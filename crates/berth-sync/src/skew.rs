//! Poll interval constants and skew generation.

use std::time::Duration;

use rand::Rng;

/// Interval used when the server doesn't suggest one, or the suggestion is
/// malformed.
pub const DEFAULT_POLL_INTERVAL: Duration = Duration::from_secs(60 * 60);

/// Floor for server-suggested intervals, protecting against a server
/// accidentally sending a tiny value.
pub const MIN_POLL_INTERVAL: Duration = Duration::from_secs(5 * 60);

/// Upper bound (exclusive) for the random skew added to every scheduled
/// interval.
pub const SKEW_UPPER_BOUND: Duration = Duration::from_secs(30);

/// A random skew in `[0, SKEW_UPPER_BOUND)`.
///
/// Independent clients polling on the same fixed interval would
/// synchronize and spike shared infrastructure; a bounded per-fetcher
/// random offset breaks that up without any coordination. Pseudo-random is
/// plenty here.
pub fn skew_interval() -> Duration {
    Duration::from_millis(rand::thread_rng().gen_range(0..SKEW_UPPER_BOUND.as_millis() as u64))
}

/// Clamp a server-suggested interval to the allowed floor, falling back to
/// the default when absent.
pub fn clamp_interval(suggested: Option<Duration>) -> Duration {
    match suggested {
        Some(interval) => interval.max(MIN_POLL_INTERVAL),
        None => DEFAULT_POLL_INTERVAL,
    }
}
--------
**DIRECTIONS FOR THIS TASK**.
Extract each line from the listing above, please, and repeat it exactly.

**RESULT**.
filename crates/berth-sync/src/skew.rs
//! Poll interval constants and skew generation.

use std::time::Duration;

use rand::Rng;

/// Interval used when the server doesn't suggest one, or the suggestion is
/// malformed.
pub const DEFAULT_POLL_INTERVAL: Duration = Duration::from_secs(60 * 60);

/// Floor for server-suggested intervals, protecting against a server
/// accidentally sending a tiny value.
pub const MIN_POLL_INTERVAL: Duration = Duration::from_secs(5 * 60);

/// Upper bound (exclusive) for the random skew added to every scheduled
/// interval.
pub const SKEW_UPPER_BOUND: Duration = Duration::from_secs(30);

/// A random skew in `[0, SKEW_UPPER_BOUND)`.
///
/// Independent clients polling on the same fixed interval would
/// synchronize and spike shared infrastructure; a bounded per-fetcher
/// random offset breaks that up without any coordination. Pseudo-random is
/// plenty here.
pub fn skew_interval() -> Duration {
    Duration::from_millis(rand::thread_rng().gen_range(0..SKEW_UPPER_BOUND.as_millis() as u64))
}

/// Clamp a server-suggested interval to the allowed floor, falling back to
/// the default when absent.
pub fn clamp_interval(suggested: Option<Duration>) -> Duration {
    match suggested {
        Some(interval) => interval.max(MIN_POLL_INTERVAL),
        None => DEFAULT_POLL_INTERVAL,
    }
}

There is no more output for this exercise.